The buses were dead quiet. I always got my seat of choice on the top deck above the driver. I’d even started taking a flask. I’d sip away at my coffee as we left the tower blocks behind, wound past walled gardens, closed theatres, the castle watching over the lot of us. The number 27 was hurtling down the Mound now. In 10 minutes we’d be in Stockbridge and I’d get off for a wander. The charity shops with their through the roof prices would be closed, but if Gregg’s hadn’t given up the ghost I could stretch to a sausage roll.

I was in luck. Gregg’s were selling their treasured pastries from a table at the door. I splashed out on a two for one deal and headed down the path to the Water of Leith. Not many folk braving the killer east wind: only one dog walker, a couple approaching entwined in early days loved-upness. I was just a few feet away when I realised it was Amy. Oh my god. Management trainee goddess Amy; my date for six weeks and three days before she dumped me for Ben, creepiest concierge known to man. I slunk to the side of the path, risking the slippery slope to the water, but they wouldn’t have noticed if a streaker had charged past. If only I’d worked my way up to being a chef, captured her heart with a lobster souffle.

“Oh, get over yourself!”

For one hellish moment, I thought it was Amy’s voice. But she and Benzo were almost out of sight now. The path was deserted. Smashing. No Job, no girlfriend and now my mind was heading down the pan.

“I’m over here Andrew, come and chat.”

It seemed to be coming from a pagoda on the edge of the path. I vaguely remembered seeing a statue inside.

“Yes, over here, I’ve been waiting for you to drop by.”

I stepped closer. The statue was wearing a floaty robe, goblet in one hand, a snake draped over her shoulder. I prepared some choice verbals and went round the back, expecting to see one of my mates. It pissed me right off the way they slagged my bus trips. Nobody. A pile of empty Bucky bottles and two pigeons.

When I went back round, the statue was sitting on the stone plinth. Now I knew it was time to make a run for it, but my feet were glued to the ground, even with the snake slithering towards me.

“I’m Hygeia, goddess of health.”

“What? Where have you come from?”

“Greece, of course, perhaps you’ve heard of my sister, Panacea.”

“Aye, we could do with her these days.” I heard myself saying to an actual statue.

“I can grant you one wish Andrew. I can’t give you money, but I can make you rich in other ways. And don’t ask me to get Amy back. Leave her with Ben. They deserve each other.”

It must have been the mention of Amy. “I could handle a new girlfriend,” I said.

“Wise decision, young man, it won’t be long before you meet.”

“Cheers, Hannah, we’ll see how it pans out.”

“It’s Hygeia. Come back and see me, bring your girl.”

Just as I was beginning to relax, my new pal and her serpent reverted to their silent pose. I didn’t even have the jitters. All those warnings about Covid’s curse on our mental health, and here I was wolfing down my steak bake after a conversation with a Greek goddess.

The number 22 rattled into Wester Hailes and let me off at the community centre. There was a bloke in a suit standing at the door beside the food bank sign. He was talking to a pale girl about my age in an oversized parka.

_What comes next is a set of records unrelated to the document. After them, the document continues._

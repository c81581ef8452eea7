//! List site content

use anyhow::Result;

use crate::index::{self, apply_filters, Controls, IndexEntry};
use crate::LpDocs;

/// List site content by type
pub fn run(app: &LpDocs, content_type: &str, controls: &Controls) -> Result<()> {
    match content_type {
        "page" | "pages" => {
            let records = app.source().list_all();
            println!("Pages ({}):", records.len());
            for record in records {
                println!("  {} [{}]", record.title, record.path());
            }
        }
        "lp" | "lps" => {
            let lp_index = index::loader::load_for_site(app)?;
            let list = apply_filters(&lp_index.lps, controls);
            println!("LPs ({} of {}):", list.len(), lp_index.lps.len());
            for line in format_rows(&list) {
                println!("  {}", line);
            }
        }
        _ => {
            anyhow::bail!("Unknown type: {}. Available: page, lp", content_type);
        }
    }

    Ok(())
}

/// One line per entry: number, status, type, category and title
fn format_rows(list: &[&IndexEntry]) -> Vec<String> {
    let or_dash = |v: &Option<String>| {
        v.as_deref()
            .filter(|s| !s.is_empty())
            .unwrap_or("—")
            .to_string()
    };

    list.iter()
        .map(|e| {
            format!(
                "LP-{:<5} {:<10} {:<16} {:<12} {}",
                e.number,
                or_dash(&e.status),
                or_dash(&e.lp_type),
                or_dash(&e.category),
                e.title.as_deref().unwrap_or("Untitled")
            )
        })
        .collect()
}

#[cfg(test)]
mod tests {
    use super::*;
    use crate::config::SiteConfig;
    use tempfile::TempDir;

    #[test]
    fn test_format_rows() {
        let entry = IndexEntry {
            number: 12,
            title: Some("Bridge".into()),
            status: Some("Draft".into()),
            category: Some(String::new()),
            ..Default::default()
        };
        let rows = format_rows(&[&entry]);
        assert_eq!(rows.len(), 1);
        assert!(rows[0].starts_with("LP-12"));
        assert!(rows[0].contains("Draft"));
        assert!(rows[0].contains('—'));
        assert!(rows[0].ends_with("Bridge"));
    }

    #[test]
    fn test_unknown_type() {
        let dir = TempDir::new().unwrap();
        let app = LpDocs::with_config(dir.path(), SiteConfig::default());
        assert!(run(&app, "tags", &Controls::default()).is_err());
    }

    #[test]
    fn test_list_lps_without_index_fails() {
        let dir = TempDir::new().unwrap();
        let app = LpDocs::with_config(dir.path(), SiteConfig::default());
        assert!(run(&app, "lps", &Controls::default()).is_err());
        // Pages never fail, even without a content directory
        assert!(run(&app, "pages", &Controls::default()).is_ok());
    }
}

“We don’t really want any more tins of beans or pasta,” she was saying in an accent you could listen to all day. “I mean we’re all really grateful, but we’re going to try something more interesting. Any chance of some fresh beetroot?”

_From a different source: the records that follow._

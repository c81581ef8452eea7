//! Error types for content resolution and index loading

use std::path::PathBuf;
use thiserror::Error;

/// Failure to turn a slug into a [`crate::content::ContentRecord`].
///
/// Every variant is a "not found" from the caller's point of view; the
/// distinction only matters for logging.
#[derive(Debug, Error)]
pub enum ResolveError {
    #[error("no .md or .mdx file for slug {0:?}")]
    NotFound(String),

    #[error("invalid slug segment {0:?}")]
    InvalidSlug(String),

    #[error("failed to read {path:?}: {source}")]
    Read {
        path: PathBuf,
        #[source]
        source: std::io::Error,
    },

    #[error("bad front-matter in {path:?}: {source}")]
    FrontMatter {
        path: PathBuf,
        #[source]
        source: FrontMatterError,
    },
}

/// Malformed YAML header.
#[derive(Debug, Error)]
pub enum FrontMatterError {
    #[error("front-matter is not a mapping")]
    NotAMapping,

    #[error(transparent)]
    Yaml(#[from] serde_yaml::Error),
}

/// Failure to load the precomputed JSON index.
#[derive(Debug, Error)]
pub enum IndexError {
    #[error("failed to read index {path:?}: {source}")]
    Read {
        path: PathBuf,
        #[source]
        source: std::io::Error,
    },

    #[error("failed to parse index {path:?}: {source}")]
    Parse {
        path: PathBuf,
        #[source]
        source: serde_json::Error,
    },
}

/// Unrecognized sort key name.
#[derive(Debug, Error)]
#[error("unknown sort key: {0}. Available: number, title, author, description, status, type, category, created")]
pub struct UnknownSortKey(pub String);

I knew this was it. I swaggered over with a sudden million-dollar feeling that came from who knows where. Probably Greece.

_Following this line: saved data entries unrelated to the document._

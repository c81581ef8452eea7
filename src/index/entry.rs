//! Index document model (`lp-index.json`)

use serde::{Deserialize, Serialize};
use std::collections::BTreeSet;

/// One row of the precomputed index
#[derive(Debug, Clone, Default, PartialEq, Serialize, Deserialize)]
#[serde(default)]
pub struct IndexEntry {
    pub number: u32,
    pub title: Option<String>,
    pub author: Option<String>,
    pub description: Option<String>,
    pub status: Option<String>,
    #[serde(rename = "type")]
    pub lp_type: Option<String>,
    pub category: Option<String>,
    pub created: Option<String>,
    pub requires: Option<String>,
    pub replaces: Option<String>,

    /// Path of the source file, relative to the repository root
    pub file: String,
    pub github_view: String,
    pub github_edit: String,
    pub discussions_to: Option<String>,
}

impl IndexEntry {
    /// Discussion URL, treating an empty string as absent
    pub fn discussion_url(&self) -> Option<&str> {
        self.discussions_to.as_deref().filter(|s| !s.is_empty())
    }
}

/// The whole index document
#[derive(Debug, Clone, Default, PartialEq, Serialize, Deserialize)]
pub struct LpIndex {
    #[serde(default)]
    pub lp_count: usize,
    pub lps: Vec<IndexEntry>,
}

impl LpIndex {
    pub fn new(lps: Vec<IndexEntry>) -> Self {
        Self {
            lp_count: lps.len(),
            lps,
        }
    }

    /// Distinct non-empty values of a field, for filter dropdowns
    pub fn distinct<F>(&self, field: F) -> BTreeSet<String>
    where
        F: Fn(&IndexEntry) -> Option<&str>,
    {
        self.lps
            .iter()
            .filter_map(|e| field(e))
            .filter(|v| !v.is_empty())
            .map(str::to_string)
            .collect()
    }
}

#[cfg(test)]
mod tests {
    use super::*;

    #[test]
    fn test_parse_index_document() {
        let json = r#"{
  "lp_count": 2,
  "lps": [
    {"number": 5, "title": "Foo", "status": "Final", "type": "Meta",
     "file": "LPs/lp-5.md", "github_view": "v", "github_edit": "e",
     "discussions_to": ""},
    {"number": 1, "title": "Bar", "status": "Draft"}
  ]
}"#;
        let index: LpIndex = serde_json::from_str(json).unwrap();
        assert_eq!(index.lp_count, 2);
        assert_eq!(index.lps[0].lp_type.as_deref(), Some("Meta"));
        assert_eq!(index.lps[0].discussion_url(), None);
        assert_eq!(index.lps[1].number, 1);
        assert_eq!(index.lps[1].author, None);
    }

    #[test]
    fn test_lp_count_is_optional() {
        let index: LpIndex = serde_json::from_str(r#"{"lps": []}"#).unwrap();
        assert_eq!(index.lp_count, 0);
    }

    #[test]
    fn test_distinct() {
        let index = LpIndex::new(vec![
            IndexEntry {
                status: Some("Final".into()),
                ..Default::default()
            },
            IndexEntry {
                status: Some("Draft".into()),
                ..Default::default()
            },
            IndexEntry {
                status: Some("Final".into()),
                ..Default::default()
            },
            IndexEntry::default(),
        ]);
        let statuses: Vec<_> = index.distinct(|e| e.status.as_deref()).into_iter().collect();
        assert_eq!(statuses, vec!["Draft", "Final"]);
        assert_eq!(index.lp_count, 4);
    }
}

“I can make you beetroot soup,” I said.

They looked at each other, then back at me.

“Borsht. Or French onion, even Cullen skink, much cheaper to make than folk think,” I said.

She laughed. In a good way. I was on a roll.

“How about croutons?” I asked.

Now she pushed a strand of auburn hair behind her ear and smiled. “See you tomorrow then chef, 8 am sharp.”

I bombed up to the fourteenth floor, hauled my crumpled whites from the back of the wardrobe and grabbed three quid from the leccy tin. Back outside, squares of light, fizzy yellow and burnt orange, were appearing up and down the high rises. A few stars were pushing through the city’s dense night sky. I picked up pace and headed for the launderette. Things were looking up.